Before PELL, MANION and ROVNER, Circuit Judges.


ORDER

Oliver Gavin, appearing pro se, appeals the district court's denial of his request for leave to proceed in forma pauperis and his motion for appointment of counsel. For the reasons that follow, we affirm.

Gavin filed a pro se complaint alleging that the United States Department of Housing and Urban Development (hereinafter "HUD"), the Chicago Housing Authority (hereinafter "CHA"), and the chairman of the CHA and the secretary of HUD failed to comply with the Michigan Boulevard Gardens Apartments dwelling lease, the Housing Quality Standards set forth in 24 CFR 882.109(a) (1), the Chicago Municipal Building Codes, and provisions of the Federal Housing and Community Development Act, in maintaining the Michigan Boulevard Gardens Apartments and breached the Michigan Boulevard Gardens Apartments dwelling lease. Along with his complaint, Gavin filed an application for leave to proceed in forma pauperis together with a motion for appointment of counsel. The district court issued a memorandum opinion and order denying Gavin's application for leave to proceed in forma pauperis and his motion for appointment of counsel. This timely appeal followed.

In its order denying Gavin's petition and motion, the district court did not expressly dismiss the action. Although the district court issued a Fed. R. Civ. P. 58 judgment, the judgment does not expressly dismiss the action. Nonetheless, where it is readily apparent that the district court's judgment constitutes a final dismissal of the complaint, an appeal may nonetheless be appropriate. See Otis v. Chicago, 29 F.3d 1159, 1165 (7th Cir. 1994) (citing Eberhardt v. O'Malley, 17 F.3d 1023, 1024 (7th Cir. 1994); Tobey v. Extrel/JWP, Inc., 985 F.2d 330, 331 (7th Cir. 1993); Alpine State Bank v. Ohio Casualty Insurance Co., 941 F.2d 554, 557-59 (7th Cir. 1991); Soo Line R.R. v. Escanaba & Lake Superior R.R., 840 F.2d 546, 549 (7th Cir. 1988)); Smith-Bey v. Hospital Adm'r, 841 F.2d 751, 756 (7th Cir. 1988). Here, although the district court did not expressly state that the complaint was dismissed, it found that Gavin's complaint was, at most, a claim under the Illinois Landlord and Tenant Act and therefore presented no cognizable federal question for review:

Gavin's complaint suffers for several reasons. First, he has not included any information regarding the ownership or management of the building, without which we have no way of knowing what, if any, role HUD or the CHA play with respect to Michigan Boulevard Gardens. Next, Gavin neglects to allege whether he is currently receiving public housing assistance, and if so, of what kind. Absent this information, we cannot suppose that any federal legislation is at issue, and that Gavin's complaint should not be brought, more properly, under the Illinois Landlord and Tenant Act.

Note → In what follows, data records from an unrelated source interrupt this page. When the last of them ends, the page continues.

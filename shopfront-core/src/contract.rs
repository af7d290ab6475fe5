//! Declared-interaction mock transport and contract recording.
//!
//! Tests declare interactions up front: a method+path to match plus the
//! canned status/body to return, optionally tagged with a description
//! and named provider states. The mock answers matching requests with
//! the canned response and logs every request it observes. The same
//! declarations can be persisted as a pact-format contract document for
//! cross-service verification; the coordinator itself never depends on
//! that recording.

use crate::transport::{HttpRequest, HttpResponse, Method, Transport, TransportError};
use async_trait::async_trait;
use serde::Serialize;
use serde_json::Value;
use std::cell::RefCell;
use std::io::Write;
use std::rc::Rc;

/// Named precondition the provider must satisfy before the interaction
/// holds ("There are 2 items"). Opaque to the coordinator.
#[derive(Debug, Clone, PartialEq, Eq, Serialize)]
pub struct ProviderState {
    pub name: String,
}

#[derive(Debug, Clone, PartialEq, Eq)]
pub struct InteractionRequest {
    pub method: Method,
    pub path: String,
}

#[derive(Debug, Clone, PartialEq)]
pub struct InteractionResponse {
    pub status: u16,
    pub body: Value,
}

/// One declared request/response pair. Description and provider states
/// are optional metadata carried through to the contract record.
#[derive(Debug, Clone, PartialEq)]
pub struct Interaction {
    pub description: Option<String>,
    pub provider_states: Vec<ProviderState>,
    pub request: InteractionRequest,
    pub response: InteractionResponse,
}

impl Interaction {
    #[must_use]
    pub fn new(method: Method, path: impl Into<String>, status: u16, body: Value) -> Self {
        Self {
            description: None,
            provider_states: Vec::new(),
            request: InteractionRequest {
                method,
                path: path.into(),
            },
            response: InteractionResponse { status, body },
        }
    }

    #[must_use]
    pub fn with_description(mut self, description: impl Into<String>) -> Self {
        self.description = Some(description.into());
        self
    }

    #[must_use]
    pub fn with_provider_state(mut self, name: impl Into<String>) -> Self {
        self.provider_states.push(ProviderState { name: name.into() });
        self
    }

    fn matches(&self, request: &HttpRequest) -> bool {
        self.request.method == request.method && self.request.path == request.path
    }
}

#[derive(Debug, Default)]
struct MockInner {
    interactions: RefCell<Vec<Interaction>>,
    observed: RefCell<Vec<HttpRequest>>,
}

/// Transport that answers from declared interactions.
///
/// Clones share the declaration list and the observed-request log, so a
/// test can keep a handle for assertions while the client under test
/// owns another. The later of two declarations for the same method+path
/// wins, mirroring how re-declaring an intercept overrides the earlier
/// one.
#[derive(Debug, Clone, Default)]
pub struct MockTransport {
    inner: Rc<MockInner>,
}

impl MockTransport {
    #[must_use]
    pub fn new() -> Self {
        Self::default()
    }

    pub fn declare(&self, interaction: Interaction) {
        self.inner.interactions.borrow_mut().push(interaction);
    }

    /// Every request observed so far, in arrival order, matched or not.
    #[must_use]
    pub fn observed(&self) -> Vec<HttpRequest> {
        self.inner.observed.borrow().clone()
    }

    /// Build the contract record for the declared interactions.
    #[must_use]
    pub fn pact(&self, consumer: &str, provider: &str) -> Pact {
        Pact::new(consumer, provider, self.inner.interactions.borrow().clone())
    }
}

#[async_trait(?Send)]
impl Transport for MockTransport {
    async fn send(&self, request: HttpRequest) -> Result<HttpResponse, TransportError> {
        self.inner.observed.borrow_mut().push(request.clone());
        let interactions = self.inner.interactions.borrow();
        let hit = interactions
            .iter()
            .rev()
            .find(|interaction| interaction.matches(&request))
            .ok_or(TransportError::Unmatched(request.method, request.path))?;
        Ok(HttpResponse {
            status: hit.response.status,
            body: hit.response.body.clone(),
        })
    }
}

#[derive(Debug, Clone, PartialEq, Eq, Serialize)]
struct Participant {
    name: String,
}

#[derive(Debug, Clone, PartialEq, Serialize)]
struct PactRequest {
    method: &'static str,
    path: String,
}

#[derive(Debug, Clone, PartialEq, Serialize)]
struct PactResponse {
    status: u16,
    #[serde(skip_serializing_if = "Value::is_null")]
    body: Value,
}

#[derive(Debug, Clone, PartialEq, Serialize)]
struct PactInteraction {
    description: String,
    #[serde(rename = "providerStates", skip_serializing_if = "Vec::is_empty")]
    provider_states: Vec<ProviderState>,
    request: PactRequest,
    response: PactResponse,
}

#[derive(Debug, Clone, PartialEq, Eq, Serialize)]
struct PactSpecification {
    version: &'static str,
}

#[derive(Debug, Clone, PartialEq, Eq, Serialize)]
struct PactMetadata {
    #[serde(rename = "pactSpecification")]
    pact_specification: PactSpecification,
}

/// Serializable contract document (pact specification 2.0.0).
#[derive(Debug, Clone, PartialEq, Serialize)]
pub struct Pact {
    consumer: Participant,
    provider: Participant,
    interactions: Vec<PactInteraction>,
    metadata: PactMetadata,
}

impl Pact {
    fn new(consumer: &str, provider: &str, interactions: Vec<Interaction>) -> Self {
        let interactions = interactions
            .into_iter()
            .map(|interaction| PactInteraction {
                description: interaction.description.unwrap_or_else(|| {
                    format!(
                        "{} {}",
                        interaction.request.method, interaction.request.path
                    )
                }),
                provider_states: interaction.provider_states,
                request: PactRequest {
                    method: interaction.request.method.as_str(),
                    path: interaction.request.path,
                },
                response: PactResponse {
                    status: interaction.response.status,
                    body: interaction.response.body,
                },
            })
            .collect();
        Self {
            consumer: Participant {
                name: consumer.into(),
            },
            provider: Participant {
                name: provider.into(),
            },
            interactions,
            metadata: PactMetadata {
                pact_specification: PactSpecification { version: "2.0.0" },
            },
        }
    }

    /// Persist the contract record.
    ///
    /// # Errors
    /// Returns an error when serialization or the underlying write fails.
    pub fn write_to<W: Write>(&self, writer: W) -> serde_json::Result<()> {
        serde_json::to_writer_pretty(writer, self)
    }
}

Even if Gavin were able to make such allegations, it is clear that no private right of action exists under the Housing Act. See Smith v. Washington Heights Apartments Ltd., 794 F. Supp. 1141 (S.D. Fla. 1992); Edwards v. District of Columbia, 821 F.2d 651 (D.C. Cir. 1987); Perry v. Housing Authority of Charleston, 664 F.2d 1210 (4th Cir. 1981). Nor are Section 8 tenants considered third-party beneficiaries entitled to bring a cause of action for breach of a contract between HUD and a housing provider. See id. Accordingly, there is no cognizable federal question for our review, and we must deny Gavin leave to proceed in forma pauperis.

District Court Memorandum Opinion and Order, R. at 2-3. Since the district court found no conceivable basis to sustain Gavin's cause of action, the district court must have intended to end the litigation.1  Accordingly, we will proceed with a review of the merits.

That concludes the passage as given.